The health systems of these Ebola-affected countries can be rebuilt; lessons from previous crises can guide the process of revitalizing the post-Ebola health system. For example, Afghanistan experienced some of the highest maternal and child mortality rates in the world after the fall of the Taliban, but with the aid of international partners, the new government was able to restart a viable health care system to rapidly deliver essential health services and sustain high coverage rates by contracting through NGOs. Other fragile and conflict-affected states such as Cambodia, Haiti, DRC, Rwanda and South Sudan, have demonstrated that deploying community health workers ensures remote areas have access to health services; creating platforms for external partners and host governments facilitates strategic coordination, and developing databases on key health resources ensures that decision-makers are well informed.
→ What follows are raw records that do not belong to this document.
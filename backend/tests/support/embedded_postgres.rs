//! Per-test databases cloned from a migrated template.
//!
//! The template name carries a hash of `backend/migrations`, so editing a
//! migration provisions a fresh template instead of reusing a stale one.
//! Schema setup goes through the crate's own migration runner.

use std::path::PathBuf;
use std::sync::{Mutex, OnceLock};
use std::time::Duration;

use conduit_backend::domain::ports::RepositoryError;
use conduit_backend::outbound::persistence::run_migrations;
use pg_embedded_setup_unpriv::test_support::hash_directory;
use pg_embedded_setup_unpriv::{ClusterHandle, TemporaryDatabase};
use postgres::{Client, NoTls};
use uuid::Uuid;

use super::format_postgres_error;

static TEMPLATE_LOCK: OnceLock<Mutex<()>> = OnceLock::new();

const TEMPLATE_NAME_PREFIX: &str = "conduit_template";
const TEMPLATE_PROVISION_RETRIES: usize = 5;
const TEMPLATE_PROVISION_RETRY_DELAY: Duration = Duration::from_millis(500);

fn migrations_dir() -> PathBuf {
    PathBuf::from(env!("CARGO_MANIFEST_DIR")).join("migrations")
}

fn template_database_name() -> Result<String, RepositoryError> {
    let hash = hash_directory(migrations_dir())
        .map_err(|err| RepositoryError::query(format!("hash migrations: {err}")))?;
    let short_hash = hash.get(..8).unwrap_or(&hash);
    Ok(format!("{TEMPLATE_NAME_PREFIX}_{short_hash}"))
}

fn ensure_template_database(cluster: &ClusterHandle) -> Result<String, RepositoryError> {
    let template_name = template_database_name()?;
    let _lock = TEMPLATE_LOCK
        .get_or_init(|| Mutex::new(()))
        .lock()
        .unwrap_or_else(|err| err.into_inner());

    let exists = cluster
        .database_exists(template_name.as_str())
        .map_err(|err| RepositoryError::query(format!("template check: {err:?}")))?;
    if !exists {
        cluster
            .create_database(template_name.as_str())
            .map_err(|err| RepositoryError::query(format!("create template: {err:?}")))?;
        migrate_schema(&cluster.connection().database_url(&template_name))?;
    }
    Ok(template_name)
}

fn provision_attempt(
    cluster: &ClusterHandle,
    attempt: usize,
) -> Result<TemporaryDatabase, RepositoryError> {
    let template_name = ensure_template_database(cluster).map_err(|err| {
        RepositoryError::query(format!(
            "template: attempt {attempt}/{TEMPLATE_PROVISION_RETRIES}: {err}"
        ))
    })?;
    let db_name = format!("test_{}", Uuid::new_v4().simple());
    cluster
        .temporary_database_from_template(db_name.as_str(), template_name.as_str())
        .map_err(|err| {
            RepositoryError::query(format!(
                "create database from template: attempt {attempt}/{TEMPLATE_PROVISION_RETRIES}: {err:?}"
            ))
        })
}

/// A temporary database with the current schema, dropped with the handle.
pub fn provision_template_database(
    cluster: &ClusterHandle,
) -> Result<TemporaryDatabase, RepositoryError> {
    let mut last_error = None;
    for attempt in 1..=TEMPLATE_PROVISION_RETRIES {
        match provision_attempt(cluster, attempt) {
            Ok(database) => return Ok(database),
            Err(err) => last_error = Some(err),
        }
        if attempt < TEMPLATE_PROVISION_RETRIES {
            std::thread::sleep(TEMPLATE_PROVISION_RETRY_DELAY);
        }
    }
    Err(last_error
        .unwrap_or_else(|| RepositoryError::query("create database from template: no attempts")))
}

/// Apply all pending migrations to `url`.
pub fn migrate_schema(url: &str) -> Result<Vec<String>, RepositoryError> {
    run_migrations(url).map_err(|err| RepositoryError::query(err.to_string()))
}

/// Open a side connection to `url`, outside the repository's pool.
pub fn connect(url: &str) -> Result<Client, RepositoryError> {
    Client::connect(url, NoTls)
        .map_err(|err| RepositoryError::connection(format_postgres_error(&err)))
}

/// Run `sql` on `client`.
pub fn execute_sql(client: &mut Client, sql: &str) -> Result<(), RepositoryError> {
    client
        .batch_execute(sql)
        .map_err(|err| RepositoryError::query(format_postgres_error(&err)))
}

/// Drop `table` to simulate schema loss.
pub fn drop_table(url: &str, table: &str) -> Result<(), RepositoryError> {
    let mut client = connect(url)?;
    execute_sql(&mut client, &format!("DROP TABLE IF EXISTS {table} CASCADE;"))
}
Community-health system interaction

As Farrar and Piot have pointed out, the encounter between affected and frightened communities and a functional health system is equally important in controlling such outbreaks. However, the time to build trust and communications between the health system and the community is not during an epidemic when fear and panic are high. Trust and effective communications need to be in place before these events. Fostering these is part of building a responsive and resilient health system.
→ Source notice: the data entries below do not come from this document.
//! Controllable clock for deterministic timestamps in tests.

use std::sync::Mutex;

use chrono::{DateTime, Local, TimeDelta, TimeZone, Utc};
use mockable::Clock;

/// Clock that only moves when told to.
pub struct MutableClock(Mutex<DateTime<Utc>>);

impl MutableClock {
    pub fn new(now: DateTime<Utc>) -> Self {
        Self(Mutex::new(now))
    }

    /// Clock frozen at 2024-01-01T00:00:00Z.
    pub fn at_epoch_of_tests() -> Self {
        let start = match Utc.with_ymd_and_hms(2024, 1, 1, 0, 0, 0).single() {
            Some(start) => start,
            None => panic!("fixed start time is unambiguous"),
        };
        Self::new(start)
    }

    pub fn advance(&self, delta: TimeDelta) {
        *self.lock_clock() += delta;
    }

    pub fn advance_seconds(&self, seconds: i64) {
        self.advance(TimeDelta::seconds(seconds));
    }

    /// Move the clock backwards, e.g. to simulate a stepped system clock.
    pub fn rewind_seconds(&self, seconds: i64) {
        *self.lock_clock() -= TimeDelta::seconds(seconds);
    }

    fn lock_clock(&self) -> std::sync::MutexGuard<'_, DateTime<Utc>> {
        match self.0.lock() {
            Ok(guard) => guard,
            Err(_) => panic!("clock mutex"),
        }
    }
}

impl Clock for MutableClock {
    fn local(&self) -> DateTime<Local> {
        self.utc().with_timezone(&Local)
    }

    fn utc(&self) -> DateTime<Utc> {
        *self.lock_clock()
    }
}

#[cfg(test)]
mod tests {
    use super::*;
    use rstest::rstest;

    #[rstest]
    fn only_moves_when_told() {
        let clock = MutableClock::at_epoch_of_tests();
        let start = clock.utc();
        assert_eq!(clock.utc(), start);

        clock.advance_seconds(2);
        assert_eq!(clock.utc(), start + TimeDelta::seconds(2));

        clock.rewind_seconds(5);
        assert_eq!(clock.utc(), start - TimeDelta::seconds(3));
    }
}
In Uganda, since the Ebola outbreak in 2000, the Ministry of Health has taken steps to educate both health workers and the general public on Ebola symptoms. For this reason, each subsequent outbreak in Uganda is smaller than the one before. In Sierra Leone today, high levels of distrust have led communities to avoid health facilities, associating them with the virus, relying instead on traditional healers or self-medication. Lacking both sufficient training and PPE, Ebola has taken a heavy toll among health workers in Guinea, Liberia, and Sierra Leone. Nosocomial transmission, where the health system itself has become a “reservoir of infections,” has meant that “patients and health-workers alike carry the infection to the general population”. Without a cure, supportive care for patients while their immune systems fight off the virus is all that health services are able to provide, yet health facilities are in disarray and the number of beds available in Liberia and Sierra Leone is drastically short of required capacity, (only 21 and 26 per cent of beds available, respectively).

What next?

The attention to the current crisis in West Africa has meant the world’s gaze is on this part of the world again.  The UN Secretary General, Ban Ki-moon, has recently described this as the “biggest global health threat since AIDS” and the international response as “inadequate”. The World Bank and other major donors have pledged to support the Guinea, Liberia and Sierra Leone; with the Bank committing $400 million, the U.S. Government obligating more than $300 million to date, and the IMF giving $130 million in emergency financing. More than a cheque, the region needs people – to fight this epidemic and assist the people and the health system to recover and rebuild more resilient health systems. With USAID’s recent launch of the “Fighting Ebola: A Grand Challenge for Development,” there is hope that innovators around the world will pioneer solutions targeted at improving the tools used by frontline health workers.

The development partner community is moving forward quickly as representatives from WHO, WAHO, UKAID, JICA, the World Bank Group, the Wellcome Trust, USAID, UNICEF, the Rockefeller Foundation, and the Bill and Melinda Gates Foundation will coordinate plans for partnering with Liberia, Sierra Leone and Guinea and vulnerable countries throughout the region to rebuild health systems. This includes a focus on restoring equitable access to essential services, building a sufficient workforce, and ensuring preparedness and response capacity throughout West Africa.

The call to action is urgent – and needs to be heard.